▸ Task prompt
Repeat the whole listing, keeping every word and every line intact.
☆ ☆ ☆ ☆ ☆ ☆ ☆
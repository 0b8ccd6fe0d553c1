//! Shared test utilities for the videomap workspace.
//!
//! This crate provides common testing infrastructure including:
//! - Synthetic raster cube generators
//! - Scene classification and date fixtures
//! - Approximate float assertions
//!
//! # Usage
//!
//! Add to your crate's `Cargo.toml`:
//!
//! ```toml
//! [dev-dependencies]
//! test-utils = { path = "../test-utils" }
//! ```
//!
//! Then import in your tests:
//!
//! ```ignore
//! use test_utils::{fixtures, SyntheticCube};
//! ```

pub mod fixtures;
pub mod generators;

// Re-export commonly used items at the crate root
pub use fixtures::*;
pub use generators::*;

/// Macro for approximate floating-point equality assertions.
///
/// # Usage
///
/// ```ignore
/// use test_utils::assert_approx_eq;
///
/// assert_approx_eq!(1.0001_f64, 1.0_f64, 0.001_f64); // passes
/// assert_approx_eq!(1.1_f32, 1.0_f32, 0.001_f32);    // fails
/// ```
#[macro_export]
macro_rules! assert_approx_eq {
    ($left:expr, $right:expr, $epsilon:expr) => {{
        let left: f64 = $left as f64;
        let right: f64 = $right as f64;
        let epsilon: f64 = $epsilon as f64;
        let diff = (left - right).abs();
        if diff > epsilon {
            panic!(
                "assertion failed: `(left ≈ right)`\n  left: `{:?}`,\n right: `{:?}`,\n  diff: `{:?}` > epsilon `{:?}`",
                left, right, diff, epsilon
            );
        }
    }};
}

/// Assert that an optional composite sample holds approximately `expected`.
///
/// # Usage
///
/// ```ignore
/// use test_utils::assert_sample_eq;
///
/// assert_sample_eq!(Some(20.0_f32), 20.0);
/// ```
#[macro_export]
macro_rules! assert_sample_eq {
    ($sample:expr, $expected:expr) => {{
        match $sample {
            Some(value) => $crate::assert_approx_eq!(value, $expected, 1e-4),
            None => panic!("assertion failed: sample is missing, expected {:?}", $expected),
        }
    }};
}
☆ ☆ ☆ ☆ ☆ ☆ ☆
▸ Reply
repository 0b8ccd6fe0d553c1
//! Shared test utilities for the videomap workspace.
//!
//! This crate provides common testing infrastructure including:
//! - Synthetic raster cube generators
//! - Scene classification and date fixtures
//! - Approximate float assertions
//!
//! # Usage
//!
//! Add to your crate's `Cargo.toml`:
//!
//! ```toml
//! [dev-dependencies]
//! test-utils = { path = "../test-utils" }
//! ```
//!
//! Then import in your tests:
//!
//! ```ignore
//! use test_utils::{fixtures, SyntheticCube};
//! ```

pub mod fixtures;
pub mod generators;

// Re-export commonly used items at the crate root
pub use fixtures::*;
pub use generators::*;

/// Macro for approximate floating-point equality assertions.
///
/// # Usage
///
/// ```ignore
/// use test_utils::assert_approx_eq;
///
/// assert_approx_eq!(1.0001_f64, 1.0_f64, 0.001_f64); // passes
/// assert_approx_eq!(1.1_f32, 1.0_f32, 0.001_f32);    // fails
/// ```
#[macro_export]
macro_rules! assert_approx_eq {
    ($left:expr, $right:expr, $epsilon:expr) => {{
        let left: f64 = $left as f64;
        let right: f64 = $right as f64;
        let epsilon: f64 = $epsilon as f64;
        let diff = (left - right).abs();
        if diff > epsilon {
            panic!(
                "assertion failed: `(left ≈ right)`\n  left: `{:?}`,\n right: `{:?}`,\n  diff: `{:?}` > epsilon `{:?}`",
                left, right, diff, epsilon
            );
        }
    }};
}

/// Assert that an optional composite sample holds approximately `expected`.
///
/// # Usage
///
/// ```ignore
/// use test_utils::assert_sample_eq;
///
/// assert_sample_eq!(Some(20.0_f32), 20.0);
/// ```
#[macro_export]
macro_rules! assert_sample_eq {
    ($sample:expr, $expected:expr) => {{
        match $sample {
            Some(value) => $crate::assert_approx_eq!(value, $expected, 1e-4),
            None => panic!("assertion failed: sample is missing, expected {:?}", $expected),
        }
    }};
}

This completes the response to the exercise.